Work item
Below are the records; restate all of them word for word.
_ _ _ _ _
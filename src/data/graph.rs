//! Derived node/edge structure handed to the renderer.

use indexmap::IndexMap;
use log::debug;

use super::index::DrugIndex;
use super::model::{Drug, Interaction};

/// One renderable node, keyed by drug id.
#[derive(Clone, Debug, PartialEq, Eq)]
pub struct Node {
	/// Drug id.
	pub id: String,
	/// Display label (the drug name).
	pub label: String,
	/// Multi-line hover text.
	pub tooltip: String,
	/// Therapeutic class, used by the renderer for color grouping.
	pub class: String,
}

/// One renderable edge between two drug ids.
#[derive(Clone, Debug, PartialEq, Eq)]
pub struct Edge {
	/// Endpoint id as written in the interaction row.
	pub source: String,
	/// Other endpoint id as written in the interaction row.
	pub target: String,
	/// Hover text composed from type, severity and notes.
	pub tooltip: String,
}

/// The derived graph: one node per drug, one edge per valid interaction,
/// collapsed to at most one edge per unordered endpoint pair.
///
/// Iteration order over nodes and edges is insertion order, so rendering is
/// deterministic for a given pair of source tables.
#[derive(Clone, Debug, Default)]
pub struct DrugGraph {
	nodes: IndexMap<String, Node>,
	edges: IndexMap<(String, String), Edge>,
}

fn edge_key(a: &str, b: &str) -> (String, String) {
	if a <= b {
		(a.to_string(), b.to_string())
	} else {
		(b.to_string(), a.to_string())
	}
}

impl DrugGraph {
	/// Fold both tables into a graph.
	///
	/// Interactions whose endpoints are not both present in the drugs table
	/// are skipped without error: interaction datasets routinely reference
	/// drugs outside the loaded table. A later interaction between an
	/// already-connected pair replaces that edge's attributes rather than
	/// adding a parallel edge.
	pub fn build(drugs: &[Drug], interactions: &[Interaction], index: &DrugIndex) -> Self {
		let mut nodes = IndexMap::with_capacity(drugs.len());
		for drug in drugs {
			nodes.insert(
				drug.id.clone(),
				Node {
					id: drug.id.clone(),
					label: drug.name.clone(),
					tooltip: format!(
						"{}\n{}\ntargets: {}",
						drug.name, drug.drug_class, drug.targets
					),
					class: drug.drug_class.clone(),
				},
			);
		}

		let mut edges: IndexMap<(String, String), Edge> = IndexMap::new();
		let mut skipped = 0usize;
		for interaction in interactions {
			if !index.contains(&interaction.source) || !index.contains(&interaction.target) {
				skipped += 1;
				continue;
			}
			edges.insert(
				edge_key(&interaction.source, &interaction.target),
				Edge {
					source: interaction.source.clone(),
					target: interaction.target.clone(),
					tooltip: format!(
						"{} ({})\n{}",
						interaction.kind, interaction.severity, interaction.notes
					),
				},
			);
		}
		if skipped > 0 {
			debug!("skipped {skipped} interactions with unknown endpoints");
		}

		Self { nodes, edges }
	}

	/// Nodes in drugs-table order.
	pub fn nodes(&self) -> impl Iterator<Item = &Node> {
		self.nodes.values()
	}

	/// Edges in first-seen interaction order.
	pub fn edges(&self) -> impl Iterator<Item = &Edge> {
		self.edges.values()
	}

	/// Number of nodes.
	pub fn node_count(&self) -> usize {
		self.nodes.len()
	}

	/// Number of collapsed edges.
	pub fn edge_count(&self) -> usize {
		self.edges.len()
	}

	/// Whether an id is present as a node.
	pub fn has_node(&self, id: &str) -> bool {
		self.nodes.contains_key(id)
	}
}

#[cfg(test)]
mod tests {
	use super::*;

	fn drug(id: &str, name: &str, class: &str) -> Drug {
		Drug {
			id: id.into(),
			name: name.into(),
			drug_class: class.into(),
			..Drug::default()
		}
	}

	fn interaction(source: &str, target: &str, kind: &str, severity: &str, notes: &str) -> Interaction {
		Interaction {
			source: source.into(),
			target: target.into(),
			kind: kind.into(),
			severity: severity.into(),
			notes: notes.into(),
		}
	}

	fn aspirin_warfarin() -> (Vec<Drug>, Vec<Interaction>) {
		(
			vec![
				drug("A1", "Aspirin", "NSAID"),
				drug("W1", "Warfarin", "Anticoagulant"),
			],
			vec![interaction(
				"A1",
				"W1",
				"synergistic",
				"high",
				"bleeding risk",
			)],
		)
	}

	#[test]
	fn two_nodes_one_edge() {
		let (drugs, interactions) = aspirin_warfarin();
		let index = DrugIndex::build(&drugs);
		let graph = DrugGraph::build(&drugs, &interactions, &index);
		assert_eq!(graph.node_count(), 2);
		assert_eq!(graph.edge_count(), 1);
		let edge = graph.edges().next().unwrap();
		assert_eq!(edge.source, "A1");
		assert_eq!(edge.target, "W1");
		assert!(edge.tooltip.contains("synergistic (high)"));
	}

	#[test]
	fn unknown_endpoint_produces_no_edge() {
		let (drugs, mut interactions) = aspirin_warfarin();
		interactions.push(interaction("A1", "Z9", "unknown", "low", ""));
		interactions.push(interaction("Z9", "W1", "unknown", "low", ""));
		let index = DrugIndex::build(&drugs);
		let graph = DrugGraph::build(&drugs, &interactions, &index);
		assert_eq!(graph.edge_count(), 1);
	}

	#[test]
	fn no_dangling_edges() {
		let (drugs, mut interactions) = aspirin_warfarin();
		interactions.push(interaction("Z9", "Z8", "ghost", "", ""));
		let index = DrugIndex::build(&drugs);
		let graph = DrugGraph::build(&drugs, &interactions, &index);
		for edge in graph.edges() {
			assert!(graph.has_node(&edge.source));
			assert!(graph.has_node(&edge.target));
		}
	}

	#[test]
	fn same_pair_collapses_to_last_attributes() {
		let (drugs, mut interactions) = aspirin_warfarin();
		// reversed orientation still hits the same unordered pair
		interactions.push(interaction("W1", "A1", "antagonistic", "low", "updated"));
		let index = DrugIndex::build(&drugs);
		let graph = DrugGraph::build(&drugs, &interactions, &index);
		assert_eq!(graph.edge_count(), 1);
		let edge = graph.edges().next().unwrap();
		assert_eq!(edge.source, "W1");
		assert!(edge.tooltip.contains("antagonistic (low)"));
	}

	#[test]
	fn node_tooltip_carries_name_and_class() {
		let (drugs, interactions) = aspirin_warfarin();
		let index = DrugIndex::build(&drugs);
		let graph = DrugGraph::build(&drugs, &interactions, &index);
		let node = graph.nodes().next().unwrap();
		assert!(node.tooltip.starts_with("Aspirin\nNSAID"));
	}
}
_ _ _ _ _
Task answer
filename src/data/graph.rs
//! Derived node/edge structure handed to the renderer.

use indexmap::IndexMap;
use log::debug;

use super::index::DrugIndex;
use super::model::{Drug, Interaction};

/// One renderable node, keyed by drug id.
#[derive(Clone, Debug, PartialEq, Eq)]
pub struct Node {
	/// Drug id.
	pub id: String,
	/// Display label (the drug name).
	pub label: String,
	/// Multi-line hover text.
	pub tooltip: String,
	/// Therapeutic class, used by the renderer for color grouping.
	pub class: String,
}

/// One renderable edge between two drug ids.
#[derive(Clone, Debug, PartialEq, Eq)]
pub struct Edge {
	/// Endpoint id as written in the interaction row.
	pub source: String,
	/// Other endpoint id as written in the interaction row.
	pub target: String,
	/// Hover text composed from type, severity and notes.
	pub tooltip: String,
}

/// The derived graph: one node per drug, one edge per valid interaction,
/// collapsed to at most one edge per unordered endpoint pair.
///
/// Iteration order over nodes and edges is insertion order, so rendering is
/// deterministic for a given pair of source tables.
#[derive(Clone, Debug, Default)]
pub struct DrugGraph {
	nodes: IndexMap<String, Node>,
	edges: IndexMap<(String, String), Edge>,
}

fn edge_key(a: &str, b: &str) -> (String, String) {
	if a <= b {
		(a.to_string(), b.to_string())
	} else {
		(b.to_string(), a.to_string())
	}
}

impl DrugGraph {
	/// Fold both tables into a graph.
	///
	/// Interactions whose endpoints are not both present in the drugs table
	/// are skipped without error: interaction datasets routinely reference
	/// drugs outside the loaded table. A later interaction between an
	/// already-connected pair replaces that edge's attributes rather than
	/// adding a parallel edge.
	pub fn build(drugs: &[Drug], interactions: &[Interaction], index: &DrugIndex) -> Self {
		let mut nodes = IndexMap::with_capacity(drugs.len());
		for drug in drugs {
			nodes.insert(
				drug.id.clone(),
				Node {
					id: drug.id.clone(),
					label: drug.name.clone(),
					tooltip: format!(
						"{}\n{}\ntargets: {}",
						drug.name, drug.drug_class, drug.targets
					),
					class: drug.drug_class.clone(),
				},
			);
		}

		let mut edges: IndexMap<(String, String), Edge> = IndexMap::new();
		let mut skipped = 0usize;
		for interaction in interactions {
			if !index.contains(&interaction.source) || !index.contains(&interaction.target) {
				skipped += 1;
				continue;
			}
			edges.insert(
				edge_key(&interaction.source, &interaction.target),
				Edge {
					source: interaction.source.clone(),
					target: interaction.target.clone(),
					tooltip: format!(
						"{} ({})\n{}",
						interaction.kind, interaction.severity, interaction.notes
					),
				},
			);
		}
		if skipped > 0 {
			debug!("skipped {skipped} interactions with unknown endpoints");
		}

		Self { nodes, edges }
	}

	/// Nodes in drugs-table order.
	pub fn nodes(&self) -> impl Iterator<Item = &Node> {
		self.nodes.values()
	}

	/// Edges in first-seen interaction order.
	pub fn edges(&self) -> impl Iterator<Item = &Edge> {
		self.edges.values()
	}

	/// Number of nodes.
	pub fn node_count(&self) -> usize {
		self.nodes.len()
	}

	/// Number of collapsed edges.
	pub fn edge_count(&self) -> usize {
		self.edges.len()
	}

	/// Whether an id is present as a node.
	pub fn has_node(&self, id: &str) -> bool {
		self.nodes.contains_key(id)
	}
}

#[cfg(test)]
mod tests {
	use super::*;

	fn drug(id: &str, name: &str, class: &str) -> Drug {
		Drug {
			id: id.into(),
			name: name.into(),
			drug_class: class.into(),
			..Drug::default()
		}
	}

	fn interaction(source: &str, target: &str, kind: &str, severity: &str, notes: &str) -> Interaction {
		Interaction {
			source: source.into(),
			target: target.into(),
			kind: kind.into(),
			severity: severity.into(),
			notes: notes.into(),
		}
	}

	fn aspirin_warfarin() -> (Vec<Drug>, Vec<Interaction>) {
		(
			vec![
				drug("A1", "Aspirin", "NSAID"),
				drug("W1", "Warfarin", "Anticoagulant"),
			],
			vec![interaction(
				"A1",
				"W1",
				"synergistic",
				"high",
				"bleeding risk",
			)],
		)
	}

	#[test]
	fn two_nodes_one_edge() {
		let (drugs, interactions) = aspirin_warfarin();
		let index = DrugIndex::build(&drugs);
		let graph = DrugGraph::build(&drugs, &interactions, &index);
		assert_eq!(graph.node_count(), 2);
		assert_eq!(graph.edge_count(), 1);
		let edge = graph.edges().next().unwrap();
		assert_eq!(edge.source, "A1");
		assert_eq!(edge.target, "W1");
		assert!(edge.tooltip.contains("synergistic (high)"));
	}

	#[test]
	fn unknown_endpoint_produces_no_edge() {
		let (drugs, mut interactions) = aspirin_warfarin();
		interactions.push(interaction("A1", "Z9", "unknown", "low", ""));
		interactions.push(interaction("Z9", "W1", "unknown", "low", ""));
		let index = DrugIndex::build(&drugs);
		let graph = DrugGraph::build(&drugs, &interactions, &index);
		assert_eq!(graph.edge_count(), 1);
	}

	#[test]
	fn no_dangling_edges() {
		let (drugs, mut interactions) = aspirin_warfarin();
		interactions.push(interaction("Z9", "Z8", "ghost", "", ""));
		let index = DrugIndex::build(&drugs);
		let graph = DrugGraph::build(&drugs, &interactions, &index);
		for edge in graph.edges() {
			assert!(graph.has_node(&edge.source));
			assert!(graph.has_node(&edge.target));
		}
	}

	#[test]
	fn same_pair_collapses_to_last_attributes() {
		let (drugs, mut interactions) = aspirin_warfarin();
		// reversed orientation still hits the same unordered pair
		interactions.push(interaction("W1", "A1", "antagonistic", "low", "updated"));
		let index = DrugIndex::build(&drugs);
		let graph = DrugGraph::build(&drugs, &interactions, &index);
		assert_eq!(graph.edge_count(), 1);
		let edge = graph.edges().next().unwrap();
		assert_eq!(edge.source, "W1");
		assert!(edge.tooltip.contains("antagonistic (low)"));
	}

	#[test]
	fn node_tooltip_carries_name_and_class() {
		let (drugs, interactions) = aspirin_warfarin();
		let index = DrugIndex::build(&drugs);
		let graph = DrugGraph::build(&drugs, &interactions, &index);
		let node = graph.nodes().next().unwrap();
		assert!(node.tooltip.starts_with("Aspirin\nNSAID"));
	}
}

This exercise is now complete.